Maurice Vellekoop’s Coming-of-Age Story Mirrors That of Toronto
By Dan Brown
I’m So Glad We Had This Time Together is the story of one man, but also a city.
The graphic memoir, released earlier this year, describes how future visual artist Maurice Vellekoop grew up closeted in a strict Dutch immigrant family in Toronto. The experience haunts him for much of his adult life.
As Vellekoop comes of age, so does his hometown; his sexual awakening coincides with Toronto’s arrival on the world scene.
These dual narratives make for compelling reading. It doesn’t happen often that I’m so engrossed in a graphic novel I lose track of time, but that’s the kind of hold the book had on me.
It’s one of the few comics of which I can say: I wish it went on longer.
As a young boy, Vellekoop’s imagination is fired when his father takes him to see Walt Disney’s Fantasia. It was “an experience that more or less set the course for the rest of my life,” he explains.

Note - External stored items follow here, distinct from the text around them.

//! docweave - Change-Driven Documentation Orchestration
//!
//! Turns one repository change into targeted documentation updates: the
//! change is classified, the affected documentation perspectives are
//! selected, each affected document gets an explicit update plan, and
//! generation runs under a bounded, quality-gated retry loop.
//!
//! ## Core Features
//!
//! - **Explicit selection**: three fixed perspectives (engagement,
//!   current-state, decision-history) with inspectable decisions
//! - **Plans, not rewrites**: `create`, `update`, or `merge` with named
//!   sections to preserve and regenerate
//! - **Quality gate**: structural, completeness, and consistency scores,
//!   aligned with the generator's self-reported confidence
//! - **Partial success**: the best attempt is delivered when none passes
//!
//! ## Quick Start
//!
//! ```ignore
//! use docweave::{Config, Orchestrator, RawChange};
//! use docweave::document::FsDocumentStore;
//! use docweave::repository::FsRepositoryFacts;
//!
//! let orchestrator = Orchestrator::new(
//!     Config::default(),
//!     capability,
//!     Arc::new(FsRepositoryFacts::new(".")),
//!     Arc::new(FsDocumentStore::new(".")),
//! );
//! let result = orchestrator.start(&RawChange::from_file(path)?).await?;
//! ```
//!
//! ## Modules
//!
//! - [`orchestration`]: the engine and its collaborator ports
//! - [`document`]: Markdown model and document stores
//! - [`repository`]: repository snapshot providers
//! - [`ai`]: LLM-backed generation capability
//! - [`config`]: layered configuration

pub mod ai;
pub mod cli;
pub mod config;
pub mod constants;
pub mod document;
pub mod orchestration;
pub mod repository;
pub mod types;

// =============================================================================
// Core Re-exports
// =============================================================================

pub use config::{Config, ConfigLoader, QualityMode};

pub use types::error::{DocweaveError, ErrorCategory, Result};

pub use types::{
    ChangeEvent, OrchestrationResult, Outcome, Perspective, RawChange, RepositorySnapshot,
    TargetOutcome, UpdatePlan, UpdateStrategy,
};

// =============================================================================
// Engine Re-exports
// =============================================================================

pub use orchestration::{
    DocumentStore, GenerationCapability, Orchestrator, PlanReport, RepositoryFacts,
};

pub use ai::{LlmGenerator, LlmProvider, create_provider};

Vellekoop’s drawing style reminds me of that of Seth, arguably the father of Canada’s autobiographical school of graphic storytelling. Vellekoop uses devices like giving his inner child and his inner demon actual shape and form; they flit about his head as he struggles with contradictory emotions.
After years of therapy, Vellekoop absorbs both figures into himself, indicating he is overcoming the damage done by his religious parents.

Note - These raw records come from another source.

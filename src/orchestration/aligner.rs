//! Quality Aligner
//!
//! Reconciles the validator's score with the capability's self-reported
//! score. With both present the aggregate is the weighted blend (validator
//! weighted higher); a gap wider than the divergence threshold flags the
//! report `low_confidence` regardless of the blend.

use crate::config::AlignmentConfig;
use crate::types::{DOCUMENT_SCOPE, ImprovementNote, QualityAxis, QualityReport, clamp_unit};

pub struct QualityAligner {
    config: AlignmentConfig,
    threshold: f64,
}

/// Scores from here up are read as percentages; between 1.0 and here they clamp
const PERCENT_SCALE_FROM: f64 = 1.5;

pub fn normalize_score(score: f64) -> Option<f64> {
    if !score.is_finite() {
        return None;
    }
    let unit = if score >= PERCENT_SCALE_FROM {
        score / 100.0
    } else {
        score
    };
    Some(clamp_unit(unit))
}

impl QualityAligner {
    pub fn new(config: AlignmentConfig, threshold: f64) -> Self {
        Self { config, threshold }
    }

    /// Produce the authoritative report; the input report is left untouched
    pub fn align(&self, report: &QualityReport, capability_score: Option<f64>) -> QualityReport {
        let mut aligned = report.clone();
        let Some(capability) = capability_score.and_then(normalize_score) else {
            aligned.capability_score = None;
            aligned.aggregate = report.validator_score;
            aligned.passed = self.passes(&aligned);
            return aligned;
        };

        let validator = report.validator_score;
        let (vw, cw) = (self.config.validator_weight, self.config.capability_weight);
        let blended = if vw + cw > 0.0 {
            (vw * validator + cw * capability) / (vw + cw)
        } else {
            validator
        };

        aligned.capability_score = Some(capability);
        aligned.aggregate = clamp_unit(blended);
        aligned.passed = self.passes(&aligned);

        let gap = (validator - capability).abs();
        if gap > self.config.divergence_threshold {
            aligned.low_confidence = true;
            let (axis, _) = weakest_axis(report);
            let direction = if capability > validator {
                "overstates"
            } else {
                "understates"
            };
            aligned.notes.push(ImprovementNote::new(
                axis,
                section_for(report, axis),
                format!(
                    "self-reported score {:.2} {} the measured {:.2}; address the weakest axis ({})",
                    capability, direction, validator, axis
                ),
            ));
        }
        aligned
    }

    /// A blend never lifts a report over a breached axis floor
    fn passes(&self, report: &QualityReport) -> bool {
        report.aggregate >= self.threshold && !report.below_axis_floor()
    }
}

fn weakest_axis(report: &QualityReport) -> (QualityAxis, f64) {
    [
        (QualityAxis::Structural, report.structural),
        (QualityAxis::Completeness, report.completeness),
        (QualityAxis::Consistency, report.consistency),
    ]
    .into_iter()
    .fold((QualityAxis::Structural, f64::INFINITY), |min, cur| {
        if cur.1 < min.1 { cur } else { min }
    })
}

/// Section of the first existing note on `axis`, else document scope
fn section_for(report: &QualityReport, axis: QualityAxis) -> String {
    report
        .notes
        .iter()
        .find(|n| n.axis == axis)
        .map(|n| n.section.clone())
        .unwrap_or_else(|| DOCUMENT_SCOPE.to_string())
}

#[cfg(test)]
mod tests {
    use super::*;
    use proptest::prelude::*;

    fn report(validator_score: f64) -> QualityReport {
        QualityReport {
            attempt: 1,
            structural: validator_score,
            completeness: validator_score,
            consistency: validator_score,
            validator_score,
            capability_score: None,
            aggregate: validator_score,
            passed: validator_score >= 0.7,
            low_confidence: false,
            notes: Vec::new(),
        }
    }

    fn aligner() -> QualityAligner {
        QualityAligner::new(AlignmentConfig::default(), 0.7)
    }

    #[test]
    fn test_without_capability_score_validator_is_authoritative() {
        let aligned = aligner().align(&report(0.8), None);
        assert_eq!(aligned.aggregate, 0.8);
        assert!(aligned.passed);
        assert!(!aligned.low_confidence);
    }

    #[test]
    fn test_blend_within_divergence() {
        let aligned = aligner().align(&report(0.8), Some(0.9));
        assert!((aligned.aggregate - 0.83).abs() < 1e-9);
        assert!(!aligned.low_confidence);
        assert!(aligned.acceptable());
    }

    #[test]
    fn test_percentage_scores_are_normalized() {
        let aligned = aligner().align(&report(0.8), Some(90.0));
        assert_eq!(aligned.capability_score, Some(0.9));
        assert_eq!(normalize_score(f64::NAN), None);
        assert_eq!(normalize_score(-3.0), Some(0.0));
    }

    #[test]
    fn test_slightly_over_one_clamps_instead_of_scaling() {
        assert_eq!(normalize_score(1.02), Some(1.0));
        assert_eq!(normalize_score(1.49), Some(1.0));
        assert_eq!(normalize_score(75.0), Some(0.75));

        let aligned = aligner().align(&report(0.95), Some(1.02));
        assert_eq!(aligned.capability_score, Some(1.0));
        assert!(!aligned.low_confidence);
        assert!(aligned.acceptable());
    }

    #[test]
    fn test_blend_cannot_lift_a_breached_axis_floor() {
        let mut thin = report(0.9);
        thin.completeness = 0.3;
        let aligned = aligner().align(&thin, Some(0.9));
        assert!(aligned.aggregate >= 0.7);
        assert!(!aligned.passed);

        let aligned = aligner().align(&thin, None);
        assert!(!aligned.passed);
    }

    #[test]
    fn test_divergence_flags_even_when_passing() {
        let aligned = aligner().align(&report(0.95), Some(0.6));
        assert!(aligned.passed);
        assert!(aligned.low_confidence);
        assert!(!aligned.acceptable());
        assert!(aligned.notes.iter().any(|n| n.message.contains("understates")));

        let overconfident = aligner().align(&report(0.5), Some(1.0));
        assert!(overconfident.low_confidence);
        assert!(!overconfident.passed);
    }

    #[test]
    fn test_input_report_untouched() {
        let original = report(0.5);
        let _ = aligner().align(&original, Some(1.0));
        assert_eq!(original, report(0.5));
    }

    proptest! {
        #[test]
        fn prop_blending_rule(v in 0.0f64..=1.0, c in 0.0f64..=1.0) {
            let config = AlignmentConfig::default();
            let aligned = aligner().align(&report(v), Some(c));
            let expected = (config.validator_weight * v + config.capability_weight * c)
                / (config.validator_weight + config.capability_weight);

            prop_assert!((aligned.aggregate - expected).abs() < 1e-9);
            prop_assert_eq!(aligned.passed, aligned.aggregate >= 0.7 && v >= 0.5);
            prop_assert_eq!(
                aligned.low_confidence,
                (v - c).abs() > config.divergence_threshold
            );
        }
    }
}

Music, which also looms large in Vellekoop’s life, is portrayed as lyrics dancing across several panels in the book.
It’s these kinds of visual innovations that kept this reader engaged for almost 500 pages. The artist/writer devotes a big chunk of that to his childhood, and in a couple sections I wish he had taken extra time to develop aspects of his life as an adult in a more fulsome way.

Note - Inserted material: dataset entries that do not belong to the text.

//! Update Planner
//!
//! Resolves the document target for a triggered perspective and chooses how
//! to change it:
//!
//! | Target                           | Strategy | Regenerate                     |
//! |----------------------------------|----------|--------------------------------|
//! | missing                          | create   | template sections              |
//! | sections cleanly cover the scope | update   | covering sections only         |
//! | scope uncovered or ambiguous     | merge    | covering + integration section |
//! | decision log                     | merge    | one new decision entry         |
//!
//! Every emitted plan is checked by [`validate_plan`]; a breach is fatal.

use std::collections::BTreeSet;
use tracing::debug;

use crate::config::TargetsConfig;
use crate::document::{
    MarkdownDocument, PREAMBLE_SLUG, decision_entry_heading, template_sections,
};
use crate::orchestration::ports::SharedStore;
use crate::types::{
    ChangeEvent, ClassifiedPath, DocumentTarget, DocweaveError, PathClass, Perspective,
    RepositorySnapshot, Result, SectionRef, UpdatePlan, UpdateStrategy,
};

pub struct UpdatePlanner {
    targets: TargetsConfig,
    store: SharedStore,
}

impl UpdatePlanner {
    pub fn new(targets: TargetsConfig, store: SharedStore) -> Self {
        Self { targets, store }
    }

    /// Inventory entry for the perspective, else the configured default
    pub fn target_path(&self, perspective: Perspective, snapshot: &RepositorySnapshot) -> String {
        snapshot
            .target_for(perspective)
            .unwrap_or_else(|| self.targets.path_for(perspective))
            .to_string()
    }

    pub async fn plan(
        &self,
        perspective: Perspective,
        event: &ChangeEvent,
        snapshot: &RepositorySnapshot,
    ) -> Result<UpdatePlan> {
        let path = self.target_path(perspective, snapshot);
        let target = self.store.get_target(perspective, &path).await?;
        let plan = plan_for_target(target, event);
        validate_plan(&plan)?;

        debug!(
            "{} -> {} {} (regenerate {}, preserve {})",
            perspective,
            plan.strategy,
            plan.path(),
            plan.regenerate.len(),
            plan.preserve.len()
        );
        Ok(plan)
    }
}

/// Changed paths a perspective's document answers for
pub fn scope_for(perspective: Perspective, event: &ChangeEvent) -> Vec<String> {
    let relevant = |p: &&ClassifiedPath| match perspective {
        Perspective::Engagement => matches!(
            p.class,
            PathClass::EntryPoint | PathClass::EngagementDoc | PathClass::PublicInterface
        ),
        Perspective::CurrentState => p.class.is_system(),
        Perspective::DecisionHistory => p.class != PathClass::Test,
    };

    let scoped: Vec<String> = event
        .paths
        .iter()
        .filter(relevant)
        .map(|p| p.path.clone())
        .collect();
    if scoped.is_empty() {
        event.path_strings()
    } else {
        scoped
    }
}

/// Pure strategy choice for a resolved target
pub fn plan_for_target(target: DocumentTarget, event: &ChangeEvent) -> UpdatePlan {
    let perspective = target.perspective;
    let scope = scope_for(perspective, event);

    if !target.exists {
        return UpdatePlan {
            rationale: format!(
                "{} does not exist; creating from the {} template",
                target.path, perspective
            ),
            target,
            strategy: UpdateStrategy::Create,
            preserve: Vec::new(),
            regenerate: template_sections(perspective),
            scope,
        };
    }

    let doc = target.document();
    if doc.is_blank() {
        return UpdatePlan {
            rationale: format!("{} exists but is empty; filling the template", target.path),
            target,
            strategy: UpdateStrategy::Merge,
            preserve: Vec::new(),
            regenerate: template_sections(perspective),
            scope,
        };
    }

    if doc.sections.is_empty() {
        return UpdatePlan {
            rationale: format!(
                "{} has no headings; keeping its lead text and adding structure",
                target.path
            ),
            target,
            strategy: UpdateStrategy::Merge,
            preserve: vec![preamble_ref()],
            regenerate: template_sections(perspective),
            scope,
        };
    }

    if perspective == Perspective::DecisionHistory {
        return plan_decision_entry(target, &doc, event, scope);
    }

    plan_by_coverage(target, &doc, scope)
}

fn preamble_ref() -> SectionRef {
    SectionRef {
        slug: PREAMBLE_SLUG.to_string(),
        heading: "Lead text".to_string(),
        level: 0,
    }
}

fn with_preamble(doc: &MarkdownDocument, mut preserve: Vec<SectionRef>) -> Vec<SectionRef> {
    if !doc.preamble.trim().is_empty() {
        preserve.insert(0, preamble_ref());
    }
    preserve
}

/// Reference to a new section whose slug does not clash with the document
fn unique_ref(doc: &MarkdownDocument, heading: &str, level: u8) -> SectionRef {
    let mut candidate = SectionRef::new(heading, level);
    let mut n = 2;
    while doc.section(&candidate.slug).is_some() {
        candidate = SectionRef::new(format!("{} ({})", heading, n), level);
        n += 1;
    }
    candidate
}

/// Decision logs only grow: keep every entry, append one
fn plan_decision_entry(
    target: DocumentTarget,
    doc: &MarkdownDocument,
    event: &ChangeEvent,
    scope: Vec<String>,
) -> UpdatePlan {
    let heading = decision_entry_heading(&event.revision_id, event.commit.subject.as_deref());
    let entry = unique_ref(doc, &heading, 2);
    let preserve = with_preamble(doc, doc.sections.iter().map(SectionRef::from).collect());

    UpdatePlan {
        rationale: format!(
            "decision log is append-only; adding entry '{}' after {} existing sections",
            entry.heading,
            doc.sections.len()
        ),
        target,
        strategy: UpdateStrategy::Merge,
        preserve,
        regenerate: vec![entry],
        scope,
    }
}

/// Section that absorbs changes no existing section covers
fn integration_section(perspective: Perspective, doc: &MarkdownDocument) -> SectionRef {
    if let Some(missing) = template_sections(perspective)
        .into_iter()
        .filter(|s| s.level > 1)
        .find(|s| doc.section(&s.slug).is_none())
    {
        return missing;
    }
    let heading = match perspective {
        Perspective::CurrentState => "Additional Components",
        _ => "Additional Details",
    };
    unique_ref(doc, heading, 2)
}

fn plan_by_coverage(
    target: DocumentTarget,
    doc: &MarkdownDocument,
    scope: Vec<String>,
) -> UpdatePlan {
    let mut matched: BTreeSet<usize> = BTreeSet::new();
    let mut uncovered: Vec<&str> = Vec::new();
    let mut ambiguous: Vec<&str> = Vec::new();

    for path in &scope {
        let covering: Vec<usize> = doc
            .sections
            .iter()
            .enumerate()
            .filter(|(_, s)| s.covers_path(path))
            .map(|(i, _)| i)
            .collect();
        let Some(deepest) = covering.iter().map(|i| doc.sections[*i].level).max() else {
            uncovered.push(path);
            continue;
        };
        let best: Vec<usize> = covering
            .into_iter()
            .filter(|i| doc.sections[*i].level == deepest)
            .collect();
        if best.len() > 1 {
            ambiguous.push(path);
        }
        matched.extend(best);
    }

    let refs = |indices: &BTreeSet<usize>| -> Vec<SectionRef> {
        indices.iter().map(|i| SectionRef::from(&doc.sections[*i])).collect()
    };
    let all: BTreeSet<usize> = (0..doc.sections.len()).collect();

    if uncovered.is_empty() && ambiguous.is_empty() && matched.len() < all.len() {
        let rest: BTreeSet<usize> = all.difference(&matched).copied().collect();
        return UpdatePlan {
            rationale: format!(
                "changed paths map to {} existing section(s); the other {} are preserved",
                matched.len(),
                rest.len()
            ),
            preserve: with_preamble(doc, refs(&rest)),
            regenerate: refs(&matched),
            strategy: UpdateStrategy::Update,
            target,
            scope,
        };
    }

    let mut regenerate_idx = matched.clone();
    let mut preserve_idx: BTreeSet<usize> = all.difference(&matched).copied().collect();
    let mut needs_integration = !uncovered.is_empty();

    if preserve_idx.is_empty() {
        if all.len() > 1 {
            regenerate_idx.remove(&0);
            preserve_idx.insert(0);
        } else {
            regenerate_idx.clear();
            preserve_idx.insert(0);
            needs_integration = true;
        }
    }

    let mut regenerate = refs(&regenerate_idx);
    if needs_integration || regenerate.is_empty() {
        regenerate.push(integration_section(target.perspective, doc));
    }

    let mut reasons = Vec::new();
    if !uncovered.is_empty() {
        reasons.push(format!("{} path(s) not covered by any section", uncovered.len()));
    }
    if !ambiguous.is_empty() {
        reasons.push(format!("{} path(s) covered by several sections", ambiguous.len()));
    }
    if reasons.is_empty() {
        reasons.push("change touches every section".to_string());
    }

    UpdatePlan {
        rationale: format!("{}; integrating into the full document", reasons.join(", ")),
        preserve: with_preamble(doc, refs(&preserve_idx)),
        regenerate,
        strategy: UpdateStrategy::Merge,
        target,
        scope,
    }
}

/// Check the plan invariants
pub fn validate_plan(plan: &UpdatePlan) -> Result<()> {
    let breach = |message: String| {
        Err(DocweaveError::PlanInvariant {
            target: plan.path().to_string(),
            message,
        })
    };

    match plan.strategy {
        UpdateStrategy::Create => {
            if plan.target.exists {
                return breach("create planned for an existing target".to_string());
            }
            if !plan.preserve.is_empty() {
                return breach(format!("create plan preserves {} section(s)", plan.preserve.len()));
            }
        }
        UpdateStrategy::Update | UpdateStrategy::Merge => {
            if !plan.target.exists {
                return breach(format!("{} planned for a missing target", plan.strategy));
            }
            if plan.target.has_content() && plan.preserve.is_empty() {
                return breach(format!(
                    "{} would overwrite existing content without preserving a section",
                    plan.strategy
                ));
            }
        }
    }

    if plan.regenerate.is_empty() {
        return breach("nothing to regenerate".to_string());
    }

    let preserved: BTreeSet<&str> = plan.preserve.iter().map(|s| s.slug.as_str()).collect();
    if let Some(both) = plan.regenerate.iter().find(|s| preserved.contains(s.slug.as_str())) {
        return breach(format!("section '{}' is both preserved and regenerated", both.slug));
    }
    Ok(())
}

The parallel story here is that of Canada’s largest city, and its queer community.
In at least a couple passages, I spotted figures from Toronto gay history like the late Gerald Hannon, who was an instructor of mine when I attended Ryerson University’s journalism school in the 1990s.
Partway through his account, Vellekoop makes his home in a cottage on the Toronto Islands. On lonely Saturday nights, he watches movies on TV hosted by Elwy Yost.
There’s a mention early in the book of “gay cancer,” indicating Vellekoop is then living under the shadow of HIV/AIDS – even before it was called that.
Later on, he has an inner debate about bringing home a stranger from a bar. “What if he’s Toronto’s own Jeffrey Dahmer?” Vellekoop wonders. As we now know, there was a serial killer targeting queer men in Toronto’s gay village for several years, Bruce McArthur.
Vellekoop also recounts being gay-bashed on two occasions. The first of these attacks is all the more shocking and disappointing when Vellekoop’s father declines to come check up on his son, leaving him with deep emotional scars.
I’m So Glad We Had This Time Together also has the most compelling depiction of talk therapy I’ve ever read. You might think two people sitting and chatting wouldn’t be great material for a comic book, but with devices like flashbacks and the aforementioned personal avatars it becomes a dynamic scene.
In Seth’s work he wields nostalgia like a weapon; over the years, he has used the fictional town of Dominion – his answer to the Marvel Universe – to evoke a Canada that never existed but which we can all remember.
In Maurice Vellekoop’s new graphic memoir, he likewise uses specific details to paint a vivid portrait not of Toronto, but of a Toronto of the mind, with all its grime, glory and Gerald Hannons. That’s why it has fast become a classic of the genre.
Dan Brown has covered pop culture for more than 31 years as a journalist and also moderates L.A. Mood’s monthly graphic-novel group.